Sizing up Jimmy Fallon, Conan's heir apparent
Watching Jimmy Fallon strut his stuff onstage is two cans of Red Bull and a caffeine pill chaser for the psyche. He is a blur of boundless energy, elastic voiced, a troubadour satirist with a guitar.
Exhibit A: During one bit Saturday night at The Improv in Schaumburg, he did 16 spot-on celebrity impressions in 160 seconds.
Fallon, he of charming boyish aloofness, of meticulously kempt/unkempt hair, is a prince in waiting.
In March, the "Saturday Night Live" alumnus inherits NBC's vice presidency of late-night television. As "The Tonight Show" swears in President Conan O'Brien, Fallon will take over "Late Night's" 12:35 a.m. EST slot.
Let's not play down the moment: Since 1982, only two men - O'Brien and David Letterman - have taken the helm of NBC's late-night talk fest. It's a once-in-a-generation seismic reshuffling of the late-night landscape, known for its long stretches of dormancy. And it could trigger aftershocks.
For one, Jay Leno (who some would note is being evicted for O'Brien) is expected to land at another network, possibly ABC. This could mean the man presently there, Jimmy Kimmel, would jump ship (to Fox, one persistent rumor has it).
The one sure thing is that Fallon is a ball of nervous excitement who just wants to get that first show - on March 2 - over with.
"Definitely there's a pressure about it," Fallon said between sets Saturday. "You don't want to let anybody down."
Much of the show's detail remains under wraps, but Fallon revealed this much:
- It will follow the standard talk-show format: monologue, desk comedy bit, two guests and a band.
- "It's 80 percent there," Fallon said of the show's development process.
- There will be no sidekick.
A bandleader has been chosen, but Fallon won't say who, other than that "it's amazing."
On Dec. 8, the show will launch a behind-the-scenes video blog on NBC.com.

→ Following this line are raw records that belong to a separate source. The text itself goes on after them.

//! External calendar integration used when RSVPing to events.
//!
//! Adding and removing entries can fail independently of the attendance
//! write itself; the event view-model decides how to reconcile.

use std::collections::HashMap;

use async_trait::async_trait;
use barpark_core::event::{CalendarRef, Event};
use barpark_core::types::{new_id, Timestamp};
use tokio::sync::RwLock;

use crate::error::ServiceError;
use crate::simulation::{Operation, Simulation};

#[async_trait]
pub trait CalendarClient: Send + Sync {
    /// Add an entry for `event` and return its calendar identifier.
    async fn add_event(&self, event: &Event) -> Result<CalendarRef, ServiceError>;

    /// Remove a previously added entry. Removing an unknown entry succeeds.
    async fn remove_event(&self, calendar_ref: &CalendarRef) -> Result<(), ServiceError>;
}

/// A calendar entry as stored by [`InMemoryCalendar`].
#[derive(Debug, Clone, PartialEq)]
pub struct CalendarEntry {
    pub title: String,
    pub starts_at: Timestamp,
    pub ends_at: Option<Timestamp>,
    pub location: Option<String>,
}

#[derive(Debug)]
pub struct InMemoryCalendar {
    entries: RwLock<HashMap<CalendarRef, CalendarEntry>>,
    simulation: Simulation,
}

impl InMemoryCalendar {
    pub fn new(simulation: Simulation) -> Self {
        Self {
            entries: RwLock::new(HashMap::new()),
            simulation,
        }
    }

    pub async fn entry(&self, calendar_ref: &CalendarRef) -> Option<CalendarEntry> {
        self.entries.read().await.get(calendar_ref).cloned()
    }

    pub async fn len(&self) -> usize {
        self.entries.read().await.len()
    }

    pub async fn is_empty(&self) -> bool {
        self.entries.read().await.is_empty()
    }
}

#[async_trait]
impl CalendarClient for InMemoryCalendar {
    async fn add_event(&self, event: &Event) -> Result<CalendarRef, ServiceError> {
        self.simulation.round_trip(Operation::AddCalendarEvent).await?;
        let calendar_ref = CalendarRef(format!("cal-{}", new_id().simple()));
        let entry = CalendarEntry {
            title: event.title.clone(),
            starts_at: event.starts_at,
            ends_at: event.ends_at,
            location: event.location.clone(),
        };
        self.entries
            .write()
            .await
            .insert(calendar_ref.clone(), entry);
        tracing::debug!(calendar_ref = %calendar_ref, event_id = %event.id, "Calendar entry added");
        Ok(calendar_ref)
    }

    async fn remove_event(&self, calendar_ref: &CalendarRef) -> Result<(), ServiceError> {
        self.simulation
            .round_trip(Operation::RemoveCalendarEvent)
            .await?;
        self.entries.write().await.remove(calendar_ref);
        Ok(())
    }
}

The show will tape at 30 Rockefeller Plaza, though not in its famed studio 6A, where O'Brien, Letterman, Johnny Carson and Jack Paar hosted their shows. (O'Brien will be moving to Los Angeles to assume "The Tonight Show" duties, but not soon enough for crews to redo the space for Fallon.)
Since the announcement of Fallon's takeover was made in May, the 34-year-old has spent much of his time touring at comedy clubs, he said, aiming to "not get rusty." He has watched DVDs of old Johnny Carson shows on a loop, and studied the likes of Dick Cavett, Mike Douglas, Steve Allen, Jack Paar and even Garry Shandling's fictitious Larry Sanders for talk-show nuance. He has picked Leno's brain, plans to dine with O'Brien this week and hopes to chat with Letterman soon.
And what has he learned?
"Ellen (DeGeneres) gave me some good advice," Fallon said. "Don't concentrate on one nuance of a joke. Don't overthink it. Just go have fun."
If his four-night stand in Schaumburg is an indication of how Fallon's "Late Night" might operate, then there is promise.
For one, Fallon comes from the improvisation camp of comics, unlike most late-night hosts who arrive via the stand-up circuit.
To that end, Fallon is quick-witted and quick-footed, having studied with L.A.'s famed troupe The Groundlings, not to mention his six years at "SNL."
And since his days on "SNL" (he joined the cast in his mid-20s), he has toned down the aw-shucks, endearingly shy Adam Sandleresque facade, replaced by a self-assured confidence in his comedy.
His jokes are observational, his references pop cultural. A spoof on popsinger-du-jour Katy Perry and her hit song "I Kissed a Girl" was funny enough, but was most relatable to the cadre of Facebook-generation twentysomethings sitting in the back of the room.
This is the very age group Fallon - and his advertisers - must keep tuned in after O'Brien departs.
Then there is the Lorne Factor. Show producer Lorne Michaels was viciously panned for plucking O'Brien from obscurity 15 years ago. (At the time, O'Brien was a writer for "The Simpsons" and "SNL.") The show's success since has vindicated Michaels. And let's not forget Michaels' all-time high stock after "SNL's" recent success in the political season. Perhaps Lorne is onto something.
"'Late Night' is now going to be unofficially and indelibly associated Lorne Zone," said Bill Zehme, author of the forthcoming Johnny Carson biography and America's unofficial late-night TV historian. "And with that we will be inclined to give Fallon a wider berth than any of us gave Conan - never mind that Lorne's hand ordained him from the start as well."
Zehme warns that Fallon's sugar-buzzed persona, however, could turn viewers off if left untamed.
"As amped and uncomfortable Conan looked at the get-go - when he was completely unknown - Fallon seems 10 times that jumpy and haphazard, and we've known him for years already," Zehme said.
But as Fallon points out: "I'm not thinking about Craig Ferguson, I'm not thinking about Jimmy Kimmel. My biggest competition is sleep."
As in keeping people awake past midnight.